I have thot about this more, with the help of the comments above, which I will cite in my answer.
The answer is no, moving the vertical bar is not a valid matrix operation, because:
- It is not a matrix operation at all (Henning Makholm)
- If it were to be defined as a matrix operation, it would be rather ambiguous (Ted)

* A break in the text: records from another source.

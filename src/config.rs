use std::{fs, num::NonZeroUsize, path::Path, thread};

use log::warn;
use machine_learning::specs::{LossFnSpec, OptimizerSpec};
use serde::{Deserialize, Serialize};

use crate::{NnueErr, Result, data::BOARD_CELLS, features::FeatureEncoder};

/// How the cells of a mask are laid out inside its feature segment.
#[derive(Debug, Clone, Copy, PartialEq, Eq, Default, Serialize, Deserialize)]
#[serde(rename_all = "snake_case")]
pub enum CellOrder {
    /// The mask is read as 8 big-endian bytes, each unpacked most significant bit first, and the
    /// last `board_cells` bits are kept: cell `c` lands at index `board_cells - 1 - c`.
    #[default]
    BigEndian,
    /// Cell `c` lands at index `c`.
    LsbFirst,
}

/// Where the network runs. It never changes the results.
#[derive(Debug, Clone, Copy, PartialEq, Eq, Default, Serialize, Deserialize)]
#[serde(rename_all = "snake_case")]
pub enum Device {
    #[default]
    Cpu,
    Accelerator,
}

impl Device {
    /// Returns the device that will actually be used.
    ///
    /// This build only computes on the cpu, asking for an accelerator falls back to it.
    pub fn resolve(self) -> Self {
        if self == Self::Accelerator {
            warn!("no accelerator available, falling back to cpu");
        }

        Self::Cpu
    }
}

/// The per epoch value written to the training log.
#[derive(Debug, Clone, Copy, PartialEq, Eq, Default, Serialize, Deserialize)]
#[serde(rename_all = "snake_case")]
pub enum LogMetric {
    #[default]
    Loss,
    Accuracy,
}

/// Every knob of a training run.
#[derive(Debug, Clone, PartialEq, Serialize, Deserialize)]
#[serde(default)]
pub struct TrainConfig {
    pub epochs: usize,
    pub batch_size: usize,
    /// Widths of the hidden layers, the output layer always has a single unit.
    pub hidden: Vec<usize>,
    pub optimizer: OptimizerSpec,
    pub loss: LossFnSpec,
    /// Seeds both the parameter initialization and the shuffling.
    pub seed: u64,
    pub shuffle: bool,
    /// Threads of the batch encoding pool.
    pub workers: usize,
    /// Batches encoded ahead in each window.
    pub prefetch: usize,
    pub board_cells: u32,
    pub cell_order: CellOrder,
    pub log_metric: LogMetric,
    pub device: Device,
}

impl Default for TrainConfig {
    fn default() -> Self {
        Self {
            epochs: 20,
            batch_size: 64,
            hidden: vec![16, 8],
            optimizer: OptimizerSpec::adam(1e-4),
            loss: LossFnSpec::Mse,
            seed: 0,
            shuffle: true,
            workers: thread::available_parallelism().map_or(1, NonZeroUsize::get),
            prefetch: 8,
            board_cells: BOARD_CELLS,
            cell_order: CellOrder::BigEndian,
            log_metric: LogMetric::Loss,
            device: Device::Cpu,
        }
    }
}

impl TrainConfig {
    /// Reads a configuration from a JSON file, missing fields take their default value.
    pub fn from_file(path: &Path) -> Result<Self> {
        let raw = fs::read_to_string(path)?;
        let config: Self = serde_json::from_str(&raw)?;
        config.validate()?;
        Ok(config)
    }

    /// Checks the configuration before any work is done.
    pub fn validate(&self) -> Result<()> {
        let invalid = |msg: &str| Err(NnueErr::InvalidConfig(msg.to_string()));

        if self.batch_size == 0 {
            return invalid("batch_size must be > 0");
        }

        if self.workers == 0 {
            return invalid("workers must be > 0");
        }

        if self.prefetch == 0 {
            return invalid("prefetch must be > 0");
        }

        if !(1..=64).contains(&self.board_cells) {
            return invalid("board_cells must be in 1..=64");
        }

        if self.hidden.contains(&0) {
            return invalid("hidden layers must have at least one unit");
        }

        let lr = self.optimizer.learning_rate();
        if !lr.is_finite() || lr <= 0. {
            return invalid("the learning rate must be a positive number");
        }

        Ok(())
    }

    /// Returns the feature encoder described by this configuration.
    pub fn encoder(&self) -> Result<FeatureEncoder> {
        FeatureEncoder::new(self.board_cells, self.cell_order)
    }
}
use ndarray::{Array2, ArrayView2, ArrayViewMut2};

use super::{Model, layers::Layer, loss::LossFn};
use crate::{MlErr, Result, optimization::Optimizer};

/// A sequential model: information flows forward when computing an output and backward when
/// computing the *deltas* of its layers.
///
/// The parameters of every layer live in a single flat slice owned by the caller, each layer
/// takes its chunk in order.
#[derive(Clone, Debug)]
pub struct Sequential {
    layers: Vec<Layer>,
}

impl Sequential {
    /// Creates a new `Sequential`.
    ///
    /// # Arguments
    /// * `layers` - The layers the sequential is composed of.
    ///
    /// # Returns
    /// A new `Sequential` instance.
    pub fn new<I>(layers: I) -> Self
    where
        I: IntoIterator<Item = Layer>,
    {
        Self {
            layers: layers.into_iter().collect(),
        }
    }

    /// Runs a single optimization step over one batch.
    ///
    /// # Arguments
    /// * `params` - The model's parameters, updated in place.
    /// * `grad` - A buffer for the gradient, overwritten.
    /// * `loss_fn` - The loss function.
    /// * `optimizer` - The optimizer that updates `params` with the computed gradient.
    /// * `x` - The input batch.
    /// * `y` - The expected output for the batch.
    ///
    /// # Returns
    /// The batch loss and the predictions made before updating the parameters.
    pub fn train_batch<L, O>(
        &mut self,
        params: &mut [f32],
        grad: &mut [f32],
        loss_fn: &L,
        optimizer: &mut O,
        x: ArrayView2<f32>,
        y: ArrayView2<f32>,
    ) -> Result<(f32, Array2<f32>)>
    where
        L: LossFn + ?Sized,
        O: Optimizer + ?Sized,
    {
        self.check_size("gradient", grad.len())?;

        let (loss, mut d_last, y_pred) = {
            let y_pred = self.forward(params, x)?;

            if y_pred.dim() != y.dim() {
                return Err(MlErr::SizeMismatch {
                    what: "targets",
                    got: y.len(),
                    expected: y_pred.len(),
                });
            }

            let loss = loss_fn.loss(y_pred, y);
            (loss, loss_fn.loss_prime(y_pred, y), y_pred.to_owned())
        };

        grad.fill(0.);
        self.backward(params, grad, d_last.view_mut())?;
        optimizer.update_params(grad, params)?;

        Ok((loss, y_pred))
    }

    /// Walks the layers in reverse, writing each layer's chunk of `grad`.
    fn backward(
        &mut self,
        params: &[f32],
        grad: &mut [f32],
        d_last: ArrayViewMut2<f32>,
    ) -> Result<()> {
        let mut end = params.len();
        let mut d = d_last;

        for layer in self.layers.iter_mut().rev() {
            let start = end - layer.size();
            d = layer.backward(&params[start..end], &mut grad[start..end], d)?;
            end = start;
        }

        Ok(())
    }

    fn check_size(&self, what: &'static str, got: usize) -> Result<()> {
        let expected = self.size();

        if got != expected {
            return Err(MlErr::SizeMismatch {
                what,
                got,
                expected,
            });
        }

        Ok(())
    }
}

impl Model for Sequential {
    fn size(&self) -> usize {
        self.layers.iter().map(|layer| layer.size()).sum()
    }

    fn forward<'x>(
        &'x mut self,
        params: &[f32],
        mut x: ArrayView2<'x, f32>,
    ) -> Result<ArrayView2<'x, f32>> {
        self.check_size("parameters", params.len())?;

        let mut start = 0;

        for layer in self.layers.iter_mut() {
            let end = start + layer.size();
            x = layer.forward(&params[start..end], x)?;
            start = end;
        }

        Ok(x)
    }
}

However, the underlying matrix operations that were behind the idea are valid. The idea is just as
$$\left[\begin{array}{ccc|c}
1 & 0 & -1 & 1 \\
0 & 1 & 1 & 0 \\
0 & 0 & 0 & 0
\end{array}\right]$$
implies
$$\left[\begin{array}{ccc}
1 & 0 & -1 \\
0 & 1 & 1 \\
0 & 0 & 0
\end{array}\right]
\left[\begin{array}{c}
x \\ y \\ z
\end{array}\right] =
\left[\begin{array}{c}
1 \\ 0 \\ 0
\end{array}\right]$$
So
$$\left[\begin{array}{cc|cc}
1 & 0 & 1 & 1 \\
0 & 1 & -1 & 0 \\
0 & 0 & 0 & 0
\end{array}\right]$$
would imply
$$\left[\begin{array}{ccc}
1 & 0 \\
0 & 1 \\
0 & 0
\end{array}\right]
\left[\begin{array}{c}
x \\ y
\end{array}\right] =
z \left[\begin{array}{c}
1 \\ -1 \\ 0
\end{array}\right]
+ \left[\begin{array}{c}
1 \\ 0 \\ 0
\end{array}\right]$$
which is legal, and solves the problem of switching in and out of the matrix notation and should provide a good intermediate step, as desired, even if it is not quite as succinct. It also makes the next steps much more clear: do the matrix multiplication on the LHS, add
$$ \begin{pmatrix} 0 \\ 0 \\ z \end{pmatrix} $$
to both sides of the equation, and simplify.